AVAILABLE DATA below:
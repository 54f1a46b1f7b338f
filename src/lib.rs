pub mod cli;
pub mod config;
pub mod error;
pub mod renderer;

pub use config::ShadowConfig;
pub use error::ShadowError;
pub use renderer::{LightMatrixParams, LightMatrixUpdate, ShadowMapManager};
/// Discover and materialize all dependencies of a cluster.
///
/// Packages reach a fixed point first: the hierarchy is re-rendered with
/// every known package class until the `applications` list stops growing.
/// Components are fetched afterwards, their defaults enter the hierarchy,
/// and instances (aliases, multi-version pins) are validated against the
/// component metadata.
pub fn resolve(
    workdir: &Workdir,
    cfg: &Config,
    cache: &RepoCache,
    cluster: Cluster,
    tenant: Tenant,
    opts: &ResolveOptions,
    reporter: &mut dyn Reporter,
) -> Result<Resolution> {
    cluster.check_facts()?;
    workdir.ensure_layout()?;
    let store = ClassStore::new(workdir.classes());

    write_cluster_class(&store, &cluster, &tenant)?;

    reporter.info("fetching global and tenant configuration...");
    let (global_handle, global_wt) = fetch_global(cfg, cache, &tenant, opts)?;
    link_class_dir(workdir, "global", &content_dir(&global_wt, &global_handle))?;

    let (tenant_handle, tenant_wt) = fetch_tenant(cache, &cluster, &tenant, opts)?;
    if RESERVED_CLASS_DIRS.contains(&tenant.id.as_str()) {
        bail!(Error::Config(format!(
            "tenant id `{}` collides with a reserved inventory directory",
            tenant.id
        )));
    }
    link_class_dir(workdir, &tenant.id, &content_dir(&tenant_wt, &tenant_handle))?;

    if let Some(baseline) = &cfg.baseline_lib_repo {
        let handle = RepoHandle::new(baseline.clone(), cfg.baseline_lib_revision.clone());
        let wt = cache.ensure_worktree(&handle, BASELINE_WORKTREE)?;
        force_symlink(
            &wt.path.join("kube.libsonnet"),
            &workdir.lib_dir().join("kube.libsonnet"),
        )?;
    }

    let target_class = format!("{}.{}", tenant.id, cluster.id);

    // Package fixed point: every iteration may surface new `pkg.` entries
    // in `applications`; the loop is bounded because the known set only
    // grows and each iteration must grow it to continue.
    reporter.info("discovering configuration packages...");
    let mut packages: BTreeMap<String, Package> = BTreeMap::new();
    let mut package_pins: BTreeMap<String, RepoPin> = BTreeMap::new();
    let mut pkg_classes: Vec<String> = Vec::new();
    let mut rendered = loop {
        let seeds = assemble_seeds(&[], &pkg_classes, &target_class);
        let rendered = render_classes(&store, &seeds).map_err(Error::Render)?;

        let new_pkgs: Vec<String> = rendered
            .applications
            .iter()
            .filter_map(|app| app.strip_prefix("pkg."))
            .filter(|name| !packages.contains_key(*name))
            .map(str::to_string)
            .collect();
        if new_pkgs.is_empty() {
            break rendered;
        }

        let mut jobs = Vec::new();
        for name in &new_pkgs {
            if RESERVED_CLASS_DIRS.contains(&name.as_str()) || *name == tenant.id {
                bail!(Error::Config(format!(
                    "package name `{name}` collides with a reserved inventory directory"
                )));
            }
            let handle = dependency_config(&rendered.parameters, "packages", name)?;
            jobs.push((format!("pkg.{name}"), handle));
        }

        reporter.info(&format!("fetching packages: {}", new_pkgs.join(", ")));
        let mut worktrees = fetch_parallel(cache, jobs, cfg.parallelism)?;
        for name in &new_pkgs {
            let handle = dependency_config(&rendered.parameters, "packages", name)?;
            let wt = worktrees
                .remove(&format!("pkg.{name}"))
                .expect("fetch_parallel returns every job");
            let content = content_dir(&wt, &handle);
            link_class_dir(workdir, name, &content)?;
            let classes = package_class_names(name, &content)?;
            if classes.is_empty() {
                bail!(Error::Config(format!(
                    "package `{name}` does not contain any class files"
                )));
            }
            pkg_classes.extend(classes.iter().cloned());
            package_pins.insert(name.clone(), pin(&handle, &wt));
            packages.insert(
                name.clone(),
                Package {
                    common: DependencyCommon {
                        name: name.clone(),
                        repo: handle,
                        checkout: wt.path.clone(),
                    },
                    classes,
                },
            );
        }
    };

    // Component instances, `<comp> as <alias>`; plain entries synthesize
    // their identity instance.
    let mut instances: Vec<ComponentInstance> = Vec::new();
    let mut seen_aliases: BTreeSet<String> = BTreeSet::new();
    for entry in rendered
        .applications
        .iter()
        .filter(|app| !app.starts_with("pkg."))
    {
        let (component, alias) = parse_instance(entry)?;
        if !seen_aliases.insert(alias.clone()) {
            bail!(Error::DuplicateInstance(alias));
        }
        instances.push(ComponentInstance {
            instance_name: alias,
            component: component.clone(),
            override_repo: None,
            checkout: workdir.dependencies().join(&component),
        });
    }

    let component_names: BTreeSet<String> =
        instances.iter().map(|i| i.component.clone()).collect();

    reporter.info(&format!(
        "fetching {} component(s)...",
        component_names.len()
    ));
    let mut jobs = Vec::new();
    for name in &component_names {
        let handle = dependency_config(&rendered.parameters, "components", name)?;
        jobs.push((name.clone(), handle));
    }
    let worktrees = fetch_parallel(cache, jobs, cfg.parallelism)?;

    let mut components: BTreeMap<String, Component> = BTreeMap::new();
    for name in &component_names {
        let handle = dependency_config(&rendered.parameters, "components", name)?;
        let wt = &worktrees[name];
        let content = content_dir(wt, &handle);
        link_component_classes(workdir, name, &content)?;
        components.insert(
            name.clone(),
            Component {
                common: DependencyCommon {
                    name: name.clone(),
                    repo: handle,
                    checkout: wt.path.clone(),
                },
                metadata: ComponentMetadata::default(),
            },
        );
    }

    // Re-render with every component's defaults in place, then read the
    // (constant) component metadata out of the merged tree.
    let defaults: Vec<String> = component_names
        .iter()
        .map(|name| format!("defaults.{name}"))
        .collect();
    let seeds = assemble_seeds(&defaults, &pkg_classes, &target_class);
    rendered = render_classes(&store, &seeds).map_err(Error::Render)?;

    for (name, component) in &mut components {
        component.metadata = component_metadata(&rendered.parameters, name)?;
    }

    // Alias and multi-version validation against the component metadata.
    let mut version_jobs = Vec::new();
    for instance in &instances {
        let component = &components[&instance.component];
        if instance.instance_name != instance.component
            && !component.metadata.multi_instance
        {
            bail!(Error::InstancingNotSupported {
                component: instance.component.clone(),
                alias: instance.instance_name.clone(),
            });
        }

        if instance.instance_name != instance.component {
            if let Some(override_handle) =
                instance_override(&rendered.parameters, component, &instance.instance_name)
            {
                if !component.metadata.multi_version {
                    bail!(Error::Config(format!(
                        "component `{}` does not support multi-version instances \
                         (version override for `{}`)",
                        instance.component, instance.instance_name
                    )));
                }
                version_jobs.push((instance.instance_name.clone(), override_handle));
            }
        }
    }
    let version_worktrees = fetch_parallel(cache, version_jobs.clone(), cfg.parallelism)?;
    let overrides: BTreeMap<String, RepoHandle> = version_jobs.into_iter().collect();
    for instance in &mut instances {
        if let Some(handle) = overrides.get(&instance.instance_name) {
            instance.override_repo = Some(handle.clone());
            instance.checkout = version_worktrees[&instance.instance_name].path.clone();
        }
    }

    // Jsonnet dependencies per checkout, with the baseline shadow applied
    // after every vendor refresh.
    for component in components.values() {
        install_jsonnet_deps(&component.content_dir(), workdir, reporter)?;
    }
    for instance in &instances {
        if let Some(handle) = &instance.override_repo {
            let content = match &handle.subpath {
                Some(sub) => instance.checkout.join(sub),
                None => instance.checkout.clone(),
            };
            install_jsonnet_deps(&content, workdir, reporter)?;
        }
    }

    libs::deploy_libraries(&components, &workdir.lib_dir())?;

    let warnings = deprecation_warnings(&components);

    let mut instance_pins = BTreeMap::new();
    for instance in &instances {
        let component = &components[&instance.component];
        let handle = instance
            .override_repo
            .as_ref()
            .unwrap_or(&component.common.repo);
        let sha = cache.head_commit(&instance.checkout)?;
        instance_pins.insert(
            instance.instance_name.clone(),
            RepoPin {
                url: handle.url.clone(),
                version: handle.revision.clone(),
                subpath: handle.subpath.clone(),
                commit_sha: sha,
            },
        );
    }

    Ok(Resolution {
        global_pin: pin(&global_handle, &global_wt),
        tenant_pin: pin(&tenant_handle, &tenant_wt),
        cluster,
        tenant,
        seeds,
        rendered,
        packages,
        components,
        instances,
        package_pins,
        instance_pins,
        warnings,
    })
}
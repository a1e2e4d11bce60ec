//! Reclass-compatible hierarchy store and renderer.
//!
//! A cluster's configuration is a set of *classes*: YAML documents with an
//! ordered `classes` include list and a deep-mergeable `parameters` tree.
//! This crate stores classes on disk, expands includes depth-first with
//! first-occurrence dedup, merges parameters in include order, resolves
//! `${a:b:c}` references, and renders the `applications` list with its
//! `~`-removal operator.
//!
//! The merge and reference semantics follow reclass:
//!
//! - maps deep-merge, scalars and lists replace;
//! - a key suffixed with `+` appends to a base list (or deep-merges maps);
//! - a key prefixed with `=` is constant and rejects later assignment;
//! - `${...}` references resolve against the final parameter tree, may
//!   nest, and error on cycles; `?{...}` secret tokens pass through
//!   untouched.

mod error;
mod interpolate;
mod render;
mod store;
mod value;

pub use error::RenderError;
pub use interpolate::interpolate;
pub use render::{Rendered, render_array, render_classes, render_classes_with};
pub use store::{Class, ClassStore};
pub use value::{Value, merge};
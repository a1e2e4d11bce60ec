//! End-to-end dependency resolution and target building against local
//! Git repositories: identity instances, package layering, application
//! removal, aliasing and multi-version instances.

use std::path::{Path, PathBuf};

use tempfile::TempDir;

use commodore::NullReporter;
use commodore::config::Config;
use commodore::error::Error;
use commodore::gitcache::RepoCache;
use commodore::model::{Cluster, Tenant};
use commodore::resolver::{self, ResolveOptions, Resolution};
use commodore::target::{build_targets, check_unique_instances};
use commodore::workdir::Workdir;
use commodore_inventory::Value;
use commodore_process::Invocation;

struct Fixture {
    _td: TempDir,
    upstream: PathBuf,
    workdir: Workdir,
}

impl Fixture {
    fn new() -> Self {
        let td = TempDir::new().expect("tempdir");
        let upstream = td.path().join("upstream");
        std::fs::create_dir_all(&upstream).expect("mkdir");
        let workdir = Workdir::new(td.path().join("work"));
        workdir.ensure_layout().expect("layout");
        Self {
            _td: td,
            upstream,
            workdir,
        }
    }

    fn git(dir: &Path, args: &[&str]) {
        Invocation::new(commodore_process::git_program())
            .current_dir(dir)
            .args(args.iter().copied())
            .run_ok()
            .expect("git");
    }

    /// Create a repository under `upstream/<name>` from `(path, content)`
    /// pairs and commit it, optionally tagging the commit.
    fn repo(&self, name: &str, files: &[(&str, &str)], tag: Option<&str>) -> PathBuf {
        let dir = self.upstream.join(name);
        if !dir.join(".git").exists() {
            std::fs::create_dir_all(&dir).expect("mkdir");
            Self::git(&dir, &["init", "--quiet", "--initial-branch=main"]);
            Self::git(&dir, &["config", "user.name", "Fixture"]);
            Self::git(&dir, &["config", "user.email", "fixture@example.com"]);
        }
        for (path, content) in files {
            let file = dir.join(path);
            std::fs::create_dir_all(file.parent().expect("parent")).expect("mkdir");
            std::fs::write(file, content).expect("write");
        }
        Self::git(&dir, &["add", "."]);
        Self::git(&dir, &["commit", "--quiet", "--allow-empty", "-m", "fixture"]);
        if let Some(tag) = tag {
            Self::git(&dir, &["tag", tag]);
        }
        dir
    }

    /// A component repository with the standard class layout.
    fn component_repo(
        &self,
        name: &str,
        defaults_params: &str,
        tag: Option<&str>,
    ) -> PathBuf {
        let defaults = format!("parameters:\n{defaults_params}");
        let component_class = format!(
            "parameters:\n  kapitan:\n    compile:\n      - input_type: jsonnet\n        input_paths:\n          - '${{_base_directory}}/component/main.jsonnet'\n        output_path: {name}\n"
        );
        let class_path = format!("class/{name}.yml");
        self.repo(
            name,
            &[
                ("class/defaults.yml", defaults.as_str()),
                (class_path.as_str(), component_class.as_str()),
                ("component/main.jsonnet", "{}\n"),
            ],
            tag,
        )
    }

    fn cluster(&self) -> Cluster {
        serde_json::from_value(serde_json::json!({
            "id": "c-demo",
            "tenant": "t-demo",
            "facts": {"cloud": "local", "distribution": "k3s"},
        }))
        .expect("cluster")
    }

    fn tenant(&self, global: &Path, tenant_repo: &Path) -> Tenant {
        serde_json::from_value(serde_json::json!({
            "id": "t-demo",
            "gitRepo": {"url": tenant_repo.display().to_string()},
            "globalGitRepoUrl": global.display().to_string(),
        }))
        .expect("tenant")
    }

    fn resolve(&self, global: &Path, tenant_repo: &Path) -> anyhow::Result<Resolution> {
        let cfg = Config::default();
        let cache = RepoCache::new(&self.workdir, false);
        resolver::resolve(
            &self.workdir,
            &cfg,
            &cache,
            self.cluster(),
            self.tenant(global, tenant_repo),
            &ResolveOptions::default(),
            &mut NullReporter,
        )
    }
}

/// Global config repo advertising the given applications/components.
fn global_config(entries: &[(&str, &PathBuf, &str)], applications: &[&str]) -> String {
    let mut doc = String::from("parameters:\n  applications:\n");
    for app in applications {
        doc.push_str(&format!("    - {app}\n"));
    }
    if applications.is_empty() {
        doc = String::from("parameters:\n  applications: []\n");
    }
    doc.push_str("  components:\n");
    for (name, url, version) in entries {
        doc.push_str(&format!(
            "    {name}:\n      url: {}\n      version: {version}\n",
            url.display()
        ));
    }
    doc
}

#[test]
fn minimal_cluster_produces_identity_instance() {
    let fx = Fixture::new();
    let c1 = fx.component_repo("c1", "  c1:\n    namespace: syn-c1\n", Some("v1.0.0"));
    let global = fx.repo(
        "global",
        &[(
            "commodore.yml",
            &global_config(&[("c1", &c1, "v1.0.0")], &["c1"]),
        )],
        None,
    );
    let tenant = fx.repo("tenant", &[("c-demo.yml", "parameters: {}\n")], None);

    let resolution = fx.resolve(&global, &tenant).expect("resolve");
    assert_eq!(resolution.instances.len(), 1);
    assert_eq!(resolution.instances[0].instance_name, "c1");
    assert_eq!(resolution.instances[0].component, "c1");
    assert!(resolution.components.contains_key("c1"));

    // Defaults are wired into the hierarchy.
    assert!(
        fx.workdir
            .classes()
            .join("defaults/c1.yml")
            .symlink_metadata()
            .is_ok()
    );
    assert_eq!(
        resolution
            .rendered
            .parameters
            .lookup(&["c1", "namespace"])
            .and_then(Value::as_str),
        Some("syn-c1")
    );

    let targets = build_targets(&fx.workdir, &resolution).expect("targets");
    check_unique_instances(&targets).expect("unique");
    assert_eq!(targets.len(), 1);
    assert_eq!(targets[0].name, "c1");
    assert_eq!(targets[0].render_spec.len(), 1);
    // `${_base_directory}` resolves to the base component checkout.
    let input = &targets[0].render_spec[0].input_paths[0];
    assert!(
        input.ends_with("dependencies/c1/component/main.jsonnet"),
        "got: {input}"
    );
}

#[test]
fn package_layering_enables_second_component() {
    let fx = Fixture::new();
    let c1 = fx.component_repo("c1", "  c1: {}\n", Some("v1.0.0"));
    let c2 = fx.component_repo("c2", "  c2: {}\n", Some("v2.0.0"));
    let p1 = fx.repo(
        "p1",
        &[("common.yml", "parameters:\n  applications+:\n    - c2\n")],
        None,
    );
    let global = fx.repo(
        "global",
        &[(
            "commodore.yml",
            &global_config(&[("c1", &c1, "v1.0.0"), ("c2", &c2, "v2.0.0")], &["c1"]),
        )],
        None,
    );
    let tenant_doc = format!(
        "parameters:\n  applications+:\n    - pkg.p1\n  packages:\n    p1:\n      url: {}\n      version: main\n",
        p1.display()
    );
    let tenant = fx.repo("tenant", &[("c-demo.yml", tenant_doc.as_str())], None);

    let resolution = fx.resolve(&global, &tenant).expect("resolve");
    assert!(resolution.packages.contains_key("p1"));
    assert_eq!(resolution.packages["p1"].classes, vec!["p1.common".to_string()]);

    let mut instances: Vec<&str> = resolution
        .instances
        .iter()
        .map(|i| i.instance_name.as_str())
        .collect();
    instances.sort_unstable();
    assert_eq!(instances, vec!["c1", "c2"]);
}

#[test]
fn application_removal_yields_zero_targets() {
    let fx = Fixture::new();
    let c1 = fx.component_repo("c1", "  c1: {}\n", Some("v1.0.0"));
    let global = fx.repo(
        "global",
        &[(
            "commodore.yml",
            &global_config(&[("c1", &c1, "v1.0.0")], &["c1"]),
        )],
        None,
    );
    let tenant = fx.repo(
        "tenant",
        &[("c-demo.yml", "parameters:\n  applications+:\n    - ~c1\n")],
        None,
    );

    let resolution = fx.resolve(&global, &tenant).expect("resolve");
    assert!(resolution.instances.is_empty());
    let targets = build_targets(&fx.workdir, &resolution).expect("targets");
    assert!(targets.is_empty());
}

#[test]
fn instance_aliasing_builds_one_target_per_alias() {
    let fx = Fixture::new();
    let nfs = fx.component_repo(
        "nfs",
        "  nfs:\n    =_metadata:\n      multi_instance: true\n    server: x\n",
        Some("v1.0.0"),
    );
    let global = fx.repo(
        "global",
        &[(
            "commodore.yml",
            &global_config(&[("nfs", &nfs, "v1.0.0")], &[]),
        )],
        None,
    );
    let tenant = fx.repo(
        "tenant",
        &[(
            "c-demo.yml",
            "parameters:\n  applications:\n    - nfs as nfs-a\n    - nfs as nfs-b\n  nfs_b:\n    server: y\n",
        )],
        None,
    );

    let resolution = fx.resolve(&global, &tenant).expect("resolve");
    let targets = build_targets(&fx.workdir, &resolution).expect("targets");
    check_unique_instances(&targets).expect("unique");
    assert_eq!(targets.len(), 2);

    let by_name = |name: &str| {
        targets
            .iter()
            .find(|t| t.name == name)
            .unwrap_or_else(|| panic!("target {name} missing"))
    };
    let nfs_a = by_name("nfs-a");
    let nfs_b = by_name("nfs-b");
    assert_eq!(
        nfs_a.parameters.get("_instance").and_then(Value::as_str),
        Some("nfs-a")
    );
    assert_eq!(
        nfs_a.parameters.lookup(&["nfs", "server"]).and_then(Value::as_str),
        Some("x")
    );
    assert_eq!(
        nfs_b.parameters.lookup(&["nfs", "server"]).and_then(Value::as_str),
        Some("y")
    );
}

#[test]
fn alias_for_instance_unaware_component_fails() {
    let fx = Fixture::new();
    let c1 = fx.component_repo("c1", "  c1: {}\n", Some("v1.0.0"));
    let global = fx.repo(
        "global",
        &[(
            "commodore.yml",
            &global_config(&[("c1", &c1, "v1.0.0")], &[]),
        )],
        None,
    );
    let tenant = fx.repo(
        "tenant",
        &[("c-demo.yml", "parameters:\n  applications:\n    - c1 as c1-extra\n")],
        None,
    );

    let err = fx.resolve(&global, &tenant).expect_err("must fail");
    assert!(matches!(
        err.downcast_ref::<Error>(),
        Some(Error::InstancingNotSupported { .. })
    ));
}

#[test]
fn duplicate_alias_is_fatal() {
    let fx = Fixture::new();
    let nfs = fx.component_repo(
        "nfs",
        "  nfs:\n    =_metadata:\n      multi_instance: true\n",
        Some("v1.0.0"),
    );
    let global = fx.repo(
        "global",
        &[(
            "commodore.yml",
            &global_config(&[("nfs", &nfs, "v1.0.0")], &[]),
        )],
        None,
    );
    let tenant = fx.repo(
        "tenant",
        &[(
            "c-demo.yml",
            "parameters:\n  applications:\n    - nfs as nfs-a\n    - nfs as nfs-a\n",
        )],
        None,
    );

    let err = fx.resolve(&global, &tenant).expect_err("must fail");
    assert!(matches!(
        err.downcast_ref::<Error>(),
        Some(Error::DuplicateInstance(_))
    ));
}

#[test]
fn multi_version_instance_gets_its_own_worktree() {
    let fx = Fixture::new();
    let nfs = fx.component_repo(
        "nfs",
        "  nfs:\n    =_metadata:\n      multi_instance: true\n      multi_version: true\n    release: one\n",
        Some("v1.0.0"),
    );
    // A second tagged revision with different content.
    fx.repo("nfs", &[("component/extra.jsonnet", "{}\n")], Some("v1.1.0"));

    let global = fx.repo(
        "global",
        &[(
            "commodore.yml",
            &global_config(&[("nfs", &nfs, "v1.0.0")], &[]),
        )],
        None,
    );
    let tenant = fx.repo(
        "tenant",
        &[(
            "c-demo.yml",
            "parameters:\n  applications:\n    - nfs\n    - nfs as nfs-b\n  components:\n    nfs-b:\n      version: v1.1.0\n",
        )],
        None,
    );

    let resolution = fx.resolve(&global, &tenant).expect("resolve");
    let base = fx.workdir.dependencies().join("nfs");
    let pinned = fx.workdir.dependencies().join("nfs-b");
    assert!(base.join("component/main.jsonnet").is_file());
    assert!(!base.join("component/extra.jsonnet").exists());
    assert!(pinned.join("component/extra.jsonnet").is_file());

    // The base-directory invariant: even the pinned instance's target
    // resolves `${_base_directory}` against the base checkout.
    let targets = build_targets(&fx.workdir, &resolution).expect("targets");
    let nfs_b = targets
        .iter()
        .find(|t| t.name == "nfs-b")
        .expect("nfs-b target");
    assert_eq!(
        nfs_b.parameters.get("_base_directory").and_then(Value::as_str),
        Some(base.display().to_string().as_str())
    );

    let pin = &resolution.instance_pins["nfs-b"];
    assert_eq!(pin.version.as_deref(), Some("v1.1.0"));
    assert_ne!(pin.commit_sha, resolution.instance_pins["nfs"].commit_sha);
}

#[test]
fn version_override_without_multi_version_support_fails() {
    let fx = Fixture::new();
    let nfs = fx.component_repo(
        "nfs",
        "  nfs:\n    =_metadata:\n      multi_instance: true\n",
        Some("v1.0.0"),
    );
    fx.repo("nfs", &[("other.txt", "x\n")], Some("v1.1.0"));
    let global = fx.repo(
        "global",
        &[(
            "commodore.yml",
            &global_config(&[("nfs", &nfs, "v1.0.0")], &[]),
        )],
        None,
    );
    let tenant = fx.repo(
        "tenant",
        &[(
            "c-demo.yml",
            "parameters:\n  applications:\n    - nfs as nfs-b\n  components:\n    nfs-b:\n      version: v1.1.0\n",
        )],
        None,
    );

    let err = fx.resolve(&global, &tenant).expect_err("must fail");
    assert!(format!("{err:#}").contains("multi-version"));
}

#[test]
fn unknown_component_in_applications_fails() {
    let fx = Fixture::new();
    let global = fx.repo(
        "global",
        &[("commodore.yml", "parameters:\n  applications:\n    - ghost\n")],
        None,
    );
    let tenant = fx.repo("tenant", &[("c-demo.yml", "parameters: {}\n")], None);

    let err = fx.resolve(&global, &tenant).expect_err("must fail");
    assert!(matches!(
        err.downcast_ref::<Error>(),
        Some(Error::UnknownDependency(_))
    ));
}

#[test]
fn second_resolve_is_idempotent() {
    let fx = Fixture::new();
    let c1 = fx.component_repo("c1", "  c1:\n    namespace: syn-c1\n", Some("v1.0.0"));
    let global = fx.repo(
        "global",
        &[(
            "commodore.yml",
            &global_config(&[("c1", &c1, "v1.0.0")], &["c1"]),
        )],
        None,
    );
    let tenant = fx.repo("tenant", &[("c-demo.yml", "parameters: {}\n")], None);

    let first = fx.resolve(&global, &tenant).expect("resolve");
    let second = fx.resolve(&global, &tenant).expect("resolve");
    assert_eq!(
        first.instance_pins["c1"].commit_sha,
        second.instance_pins["c1"].commit_sha
    );
    assert_eq!(first.seeds, second.seeds);
}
End of AVAILABLE DATA.
WORK TO BE COMPLETED
If a line in the entries holds the string "constant", it belongs in the tally; state the tally alone.

YOUR SOLUTION
2